>>

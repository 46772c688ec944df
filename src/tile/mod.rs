//! Tile request pipeline.
//!
//! Everything between an HTTP tile request and the encoded bytes sent back:
//!
//! ```text
//! ┌─────────────────────────────────────────┐
//! │       HTTP Handlers / Batch Route       │
//! └────────────────────┬────────────────────┘
//!                      │
//!                      ▼
//! ┌─────────────────────────────────────────┐
//! │            BatchCoordinator             │
//! │     (N workers over a shared queue)     │
//! └────────────────────┬────────────────────┘
//!                      │
//!                      ▼
//! ┌─────────────────────────────────────────┐
//! │              TilePipeline               │
//! │  ┌──────────────┐  ┌─────────────────┐  │
//! │  │  TileCache   │  │   TileEncoder   │  │
//! │  │ (byte-budget │  │ (JPEG / WebP)   │  │
//! │  │    LRU)      │  │                 │  │
//! │  └──────────────┘  └─────────────────┘  │
//! └──────┬──────────────┬──────────────┬────┘
//!        ▼              ▼              ▼
//!   SlideArchive    BufferPool   ComputeBackend
//! ```
//!
//! # Components
//!
//! - [`TilePipeline`]: cache lookup, raw load, kernels, encode, cache store
//! - [`BatchCoordinator`]: bounded fan-out with one result slot per request
//! - [`TileCache`]: LRU cache of encoded tiles budgeted by total bytes
//! - [`TileIdentity`]: slide, focus layer, position and zoom of one tile
//! - [`TileRequest`]: identity plus output size, format and quality
//! - [`TileEncoder`]: RGBA to JPEG or WebP
//!
//! # Example
//!
//! ```
//! use cyto_viewer::tile::{TileCache, TileIdentity, TileResult};
//!
//! #[tokio::main]
//! async fn main() {
//!     let cache = TileCache::with_capacity(64 * 1024 * 1024);
//!     let key = TileIdentity::new("slide_1700000000", 12, 3, 4, 0).cache_key();
//!     assert_eq!(key, "slide_1700000000:12:3:4:0");
//!
//!     if cache.get(&key).await.is_none() {
//!         let result = TileResult {
//!             encoded_bytes: vec![0u8; 128],
//!             width: 512,
//!             height: 512,
//!             content_type: "image/webp",
//!             cache_key: key.clone(),
//!         };
//!         cache.set(key.clone(), result).await;
//!     }
//!     assert!(cache.contains(&key).await);
//! }
//! ```

mod batch;
mod cache;
mod encoder;
mod request;
mod service;

#[cfg(test)]
mod test_support;

pub use batch::{BatchCoordinator, BatchSlot, DEFAULT_BATCH_WORKERS, MAX_BATCH_SIZE};
pub use cache::{CacheStats, TileCache, DEFAULT_TILE_CACHE_CAPACITY};
pub use encoder::{
    clamp_quality, TileEncoder, TileFormat, DEFAULT_QUALITY, MAX_QUALITY, MIN_QUALITY,
};
pub use request::{
    FocusComposite, TileIdentity, TileRequest, TileResult, DEFAULT_TILE_SIZE, FOCUS_LAYER_COUNT,
    MAX_FOCUS_LAYER,
};
pub use service::{PipelineSettings, TilePipeline, TileResponse};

<<

* TO DO *
Copy the records above exactly, leaving nothing out.

* REPLY *
repository 46772c688ec944df
filename src/tile/mod.rs
//! Tile request pipeline.
//!
//! Everything between an HTTP tile request and the encoded bytes sent back:
//!
//! ```text
//! ┌─────────────────────────────────────────┐
//! │       HTTP Handlers / Batch Route       │
//! └────────────────────┬────────────────────┘
//!                      │
//!                      ▼
//! ┌─────────────────────────────────────────┐
//! │            BatchCoordinator             │
//! │     (N workers over a shared queue)     │
//! └────────────────────┬────────────────────┘
//!                      │
//!                      ▼
//! ┌─────────────────────────────────────────┐
//! │              TilePipeline               │
//! │  ┌──────────────┐  ┌─────────────────┐  │
//! │  │  TileCache   │  │   TileEncoder   │  │
//! │  │ (byte-budget │  │ (JPEG / WebP)   │  │
//! │  │    LRU)      │  │                 │  │
//! │  └──────────────┘  └─────────────────┘  │
//! └──────┬──────────────┬──────────────┬────┘
//!        ▼              ▼              ▼
//!   SlideArchive    BufferPool   ComputeBackend
//! ```
//!
//! # Components
//!
//! - [`TilePipeline`]: cache lookup, raw load, kernels, encode, cache store
//! - [`BatchCoordinator`]: bounded fan-out with one result slot per request
//! - [`TileCache`]: LRU cache of encoded tiles budgeted by total bytes
//! - [`TileIdentity`]: slide, focus layer, position and zoom of one tile
//! - [`TileRequest`]: identity plus output size, format and quality
//! - [`TileEncoder`]: RGBA to JPEG or WebP
//!
//! # Example
//!
//! ```
//! use cyto_viewer::tile::{TileCache, TileIdentity, TileResult};
//!
//! #[tokio::main]
//! async fn main() {
//!     let cache = TileCache::with_capacity(64 * 1024 * 1024);
//!     let key = TileIdentity::new("slide_1700000000", 12, 3, 4, 0).cache_key();
//!     assert_eq!(key, "slide_1700000000:12:3:4:0");
//!
//!     if cache.get(&key).await.is_none() {
//!         let result = TileResult {
//!             encoded_bytes: vec![0u8; 128],
//!             width: 512,
//!             height: 512,
//!             content_type: "image/webp",
//!             cache_key: key.clone(),
//!         };
//!         cache.set(key.clone(), result).await;
//!     }
//!     assert!(cache.contains(&key).await);
//! }
//! ```

mod batch;
mod cache;
mod encoder;
mod request;
mod service;

#[cfg(test)]
mod test_support;

pub use batch::{BatchCoordinator, BatchSlot, DEFAULT_BATCH_WORKERS, MAX_BATCH_SIZE};
pub use cache::{CacheStats, TileCache, DEFAULT_TILE_CACHE_CAPACITY};
pub use encoder::{
    clamp_quality, TileEncoder, TileFormat, DEFAULT_QUALITY, MAX_QUALITY, MIN_QUALITY,
};
pub use request::{
    FocusComposite, TileIdentity, TileRequest, TileResult, DEFAULT_TILE_SIZE, FOCUS_LAYER_COUNT,
    MAX_FOCUS_LAYER,
};
pub use service::{PipelineSettings, TilePipeline, TileResponse};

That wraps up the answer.